China’s local governments have signalled accelerated reform of state-owned assets and enterprises within their respective jurisdictions, as part of efforts to shore up economic competitiveness.
Since the start of the year a slew of Chinese local governments have held state-owned assets and state-owned enterprise work meetings, including the governments for the provinces of Hainan, Jiangsu, Hunan, Shandong and Sichuan.
The common theme for these meetings has been corporate restructuring for the purpose of creating competitive “first-rate” enterprises; mixed-ownership reform of SOE’s as well as the disposal of the government’s “zombie” companies.
On 22 January Sichuan province convened its State-owned Asset and SOE Reform Development Meeting, which outlined a total of “six main targets” that the midwestern province hopes to complete by 2020.
These include the total SOE assets of the province breaching the 10 trillion yuan threshold, ownership rights breaching 4 trillion yuan, and the creation of large-sale enterprises and corporate groups.
Sichuan province aims to have at least two companies on the global Fortune 500 list, and ten companies amongst the Chinese Fortune 500 by the end of the decade.

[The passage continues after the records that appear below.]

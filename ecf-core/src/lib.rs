//! Rust toolkit for DGII e-CF: seed authentication, enveloped XML-DSig
//! signing, bearer token lifecycle and payload integrity.
//!
//! # Examples
//! ```rust
//! use ecf_core::config::{Config, EnvironmentType};
//!
//! let config = Config::new(EnvironmentType::Certification);
//! # let _ = config;
//! ```
pub mod algorithm;
pub mod auth;
pub mod config;
pub mod integrity;
pub mod keys;
pub mod retry;
pub mod submission;
pub mod transport;
pub mod xmldsig;

use thiserror::Error;

pub use auth::Authenticator;
pub use integrity::compute_digest;
pub use xmldsig::sign_document;

/// Top-level error wrapper for core operations.
#[derive(Debug, Error)]
pub enum Error {
    #[error(transparent)]
    Environment(#[from] config::EnvironmentParseError),
    #[error(transparent)]
    Key(#[from] keys::KeyError),
    #[error(transparent)]
    Signing(#[from] xmldsig::SigningError),
    #[error(transparent)]
    Normalization(#[from] xmldsig::NormalizationError),
    #[error(transparent)]
    Verify(#[from] xmldsig::VerifyError),
    #[error(transparent)]
    Auth(#[from] auth::AuthError),
    #[error(transparent)]
    Integrity(#[from] integrity::IntegrityError),
    #[error(transparent)]
    Transport(#[from] transport::TransportError),
    #[error(transparent)]
    Submission(#[from] submission::SubmissionError),
}

/// Coarse classification of an [`Error`] for callers that only need to decide
/// how to report it.
#[derive(Debug, Clone, Copy, PartialEq, Eq)]
pub enum ErrorKind {
    Configuration,
    Transport,
    Protocol,
    Cryptographic,
    State,
}

impl ErrorKind {
    pub fn client_message(&self) -> &'static str {
        match self {
            ErrorKind::Configuration => "signing credentials or settings are missing or invalid",
            ErrorKind::Transport => "the tax authority could not be reached",
            ErrorKind::Protocol => "the tax authority rejected the request",
            ErrorKind::Cryptographic => "the document could not be signed or verified",
            ErrorKind::State => "the authentication session is not ready for this operation",
        }
    }
}

impl Error {
    pub fn kind(&self) -> ErrorKind {
        match self {
            Error::Environment(_) => ErrorKind::Configuration,
            Error::Key(err) => key_kind(err),
            Error::Signing(_) | Error::Normalization(_) | Error::Verify(_) => {
                ErrorKind::Cryptographic
            }
            Error::Auth(err) => auth_kind(err),
            Error::Integrity(_) => ErrorKind::Protocol,
            Error::Transport(_) => ErrorKind::Transport,
            Error::Submission(err) => match err {
                submission::SubmissionError::Auth(err) => auth_kind(err),
                submission::SubmissionError::Integrity(_)
                | submission::SubmissionError::Rejected { .. } => ErrorKind::Protocol,
                submission::SubmissionError::Transport(_) => ErrorKind::Transport,
            },
        }
    }

    /// True only for seed fetch failures worth repeating.
    pub fn is_retryable(&self) -> bool {
        match self {
            Error::Auth(err) | Error::Submission(submission::SubmissionError::Auth(err)) => {
                err.is_retryable()
            }
            _ => false,
        }
    }
}

fn key_kind(err: &keys::KeyError) -> ErrorKind {
    match err {
        keys::KeyError::KeyCertMismatch => ErrorKind::Cryptographic,
        _ => ErrorKind::Configuration,
    }
}

fn auth_kind(err: &auth::AuthError) -> ErrorKind {
    use auth::AuthError;
    match err {
        AuthError::SeedUnavailable { status: None, .. } | AuthError::TokenExchangeFailed(_) => {
            ErrorKind::Transport
        }
        AuthError::SeedUnavailable { .. }
        | AuthError::MalformedChallenge(_)
        | AuthError::TokenExchangeRejected { .. }
        | AuthError::InvalidTokenResponse(_) => ErrorKind::Protocol,
        AuthError::Signing(_) => ErrorKind::Cryptographic,
        AuthError::TokenExpired { .. }
        | AuthError::NotAuthenticated
        | AuthError::InvalidState { .. } => ErrorKind::State,
    }
}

The Hunan province government hopes to use reform and modernisation to increase the competitiveness of its local SOE’s, with the goal of putting one to two companies on the global Fortune 500 list, as well as place 6 to 8 companies on the Chinese Fortune 500, before the end of China’s 13th Five Year Plan.
China’s local governments also hope to drive deleveraging of the SOE sector – which accounts for a disproportionate amount of the country’s exorbitant debt burden, via further disposal of “zombie” enterprise.
Shandong province plans to dispose of 72 “zombie enterprises” in 2018, in order to fulfil the target of dispensing with 321 zombie enterprises within a three year period.
On 22 January Xu Guoping (徐郭平), the chair of the Jiangsu province State-owned Assets Supervision and Administration Commission (SASAC), said that this year the province would accelerate the reorganisation of inefficient or low-efficiency assets, to ensure that all zombie enterprises targeted would be fully liquidated before the year’s end
Hunan province has already launched disposal procedures for two of its main zombie companies: Hunan Communication and Water Conservancy Group (湖南交水建集团) and Valin Group (华菱集团), and hopes to fully complete disposal work for other zombie enterprises by the end of 2019.
China’s provincial governments have also set fresh targets for the SOE mixed-ownership reforms that Beijing hopes will improve the efficiency of government companies.
Shandong province plans to complete mixed-ownership reforms trial involving two to three provincial corporations in 2018, as well as advance restructuring of auto-manufacturing, medical treatment and tourism conglomerates.
Hunan province plans to accelerate the pace of SOE restructuring in 2018, targeting around 24 companies in total, while Sichuan province and Jiangsu province also hope to drive further mixed-ownership reforms for their own government-owned companies.